### WHAT YOU WILL DO
Could you find every line in the records below that contains the word "crate" and copy it?

### RAW DATA
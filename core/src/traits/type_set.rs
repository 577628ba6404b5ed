//! Type-level lists used as sets of tables, columns and CTEs.
//!
//! Membership is proven by an inferred index (`Here`, `There<I>`) instead of
//! by type inequality, so every check here is an ordinary trait bound that
//! the caller never spells out.

use core::marker::PhantomData;

use crate::expr::{NonNull, Null, Nullability};

/// Empty type-level set/list.
#[derive(Debug, Clone, Copy, Default)]
pub struct Nil;

/// Non-empty type-level set/list node.
pub struct Cons<Head, Tail>(PhantomData<(Head, Tail)>);

/// Marker trait for type-level sets/lists.
pub trait TypeSet {
    /// Type-level concatenation.
    type Concat<Rhs: TypeSet>: TypeSet;
    /// Every element wrapped in [`Shielded`].
    type Shielded: TypeSet;

    const LEN: usize;
}

impl TypeSet for Nil {
    type Concat<Rhs: TypeSet> = Rhs;
    type Shielded = Nil;

    const LEN: usize = 0;
}

impl<Head, Tail> TypeSet for Cons<Head, Tail>
where
    Tail: TypeSet,
{
    type Concat<Rhs: TypeSet> = Cons<Head, Tail::Concat<Rhs>>;
    type Shielded = Cons<Shielded<Head>, Tail::Shielded>;

    const LEN: usize = 1 + Tail::LEN;
}

/// `L ++ R`
pub type Concat<L, R> = <L as TypeSet>::Concat<R>;

/// Wraps a table that is only reachable through the nullable side of an
/// outer join. Every column read through it becomes nullable.
pub struct Outer<T>(PhantomData<T>);

/// Index: the element is the head of the list.
pub struct Here;

/// Index: the element is the head of the list, wrapped in [`Outer`].
pub struct HereOuter;

/// A table read by an expression that stays non-NULL when the table is
/// outer-joined, such as the operand of `IS NULL` or the first argument of
/// `COALESCE`. It must still be in scope.
pub struct Shielded<T>(PhantomData<T>);

/// Index: the element is a [`Shielded`] table found at the head, wrapped in
/// [`Outer`] or not.
pub struct HereShielded<I>(PhantomData<I>);

/// Index: the element is somewhere in the tail.
pub struct There<I>(PhantomData<I>);

/// Proof that `T` is an element of `Self`.
///
/// `Nullable` reports whether `T` was found behind an outer join.
#[diagnostic::on_unimplemented(
    message = "`{T}` is not available in this statement",
    label = "required here but not provided",
    note = "tables must be listed in FROM or joined; in GROUP BY statements, bare columns must appear in group_by()"
)]
pub trait Contains<T, Index> {
    type Nullable: Nullability;
}

impl<T, Tail> Contains<T, Here> for Cons<T, Tail> {
    type Nullable = NonNull;
}

impl<T, Tail> Contains<T, HereOuter> for Cons<Outer<T>, Tail> {
    type Nullable = Null;
}

impl<T, Head, Tail, I> Contains<Shielded<T>, HereShielded<I>> for Cons<Head, Tail>
where
    Cons<Head, Nil>: Contains<T, I>,
{
    type Nullable = NonNull;
}

impl<T, Head, Tail, I> Contains<T, There<I>> for Cons<Head, Tail>
where
    Tail: Contains<T, I>,
{
    type Nullable = <Tail as Contains<T, I>>::Nullable;
}

/// Every element of `Self` is contained in `Super`.
///
/// `Nullable` is `Null` if any element was found behind an outer join.
///
/// ```
/// use sqlweave_core::{Cons, Nil, SubsetOf};
///
/// struct A;
/// struct B;
/// fn subset<S: SubsetOf<Super, Is>, Super, Is>() {}
/// subset::<Cons<B, Nil>, Cons<A, Cons<B, Nil>>, _>();
/// ```
///
/// ```compile_fail,E0277
/// use sqlweave_core::{Cons, Nil, SubsetOf};
///
/// struct A;
/// struct B;
/// fn subset<S: SubsetOf<Super, Is>, Super, Is>() {}
/// subset::<Cons<B, Nil>, Cons<A, Nil>, _>();
/// ```
pub trait SubsetOf<Super, Indices> {
    type Nullable: Nullability;
}

impl<Super> SubsetOf<Super, Nil> for Nil {
    type Nullable = NonNull;
}

impl<Head, Tail, Super, I, Is> SubsetOf<Super, Cons<I, Is>> for Cons<Head, Tail>
where
    Super: Contains<Head, I>,
    Tail: SubsetOf<Super, Is>,
{
    type Nullable = <<Super as Contains<Head, I>>::Nullable as Nullability>::Or<
        <Tail as SubsetOf<Super, Is>>::Nullable,
    >;
}

/// Removes one occurrence of `T` from `Self`.
#[diagnostic::on_unimplemented(
    message = "`{T}` does not occur in `{Self}`",
    label = "a recursive part must reference the common table expression it extends"
)]
pub trait Pluck<T, Index> {
    type Rest: TypeSet;
}

impl<T, Tail: TypeSet> Pluck<T, Here> for Cons<T, Tail> {
    type Rest = Tail;
}

impl<T, Head, Tail, I> Pluck<T, There<I>> for Cons<Head, Tail>
where
    Tail: Pluck<T, I>,
{
    type Rest = Cons<Head, <Tail as Pluck<T, I>>::Rest>;
}

/// Builds a `Cons` list type from a list of types.
#[macro_export]
#[doc(hidden)]
macro_rules! __type_list {
    () => { $crate::Nil };
    ($head:ty $(, $tail:ty)* $(,)?) => {
        $crate::Cons<$head, $crate::__type_list!($($tail),*)>
    };
}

### SOLUTION TO THE PROBLEM
use crate::expr::{NonNull, Null, Nullability};
    () => { $crate::Nil };
        $crate::Cons<$head, $crate::__type_list!($($tail),*)>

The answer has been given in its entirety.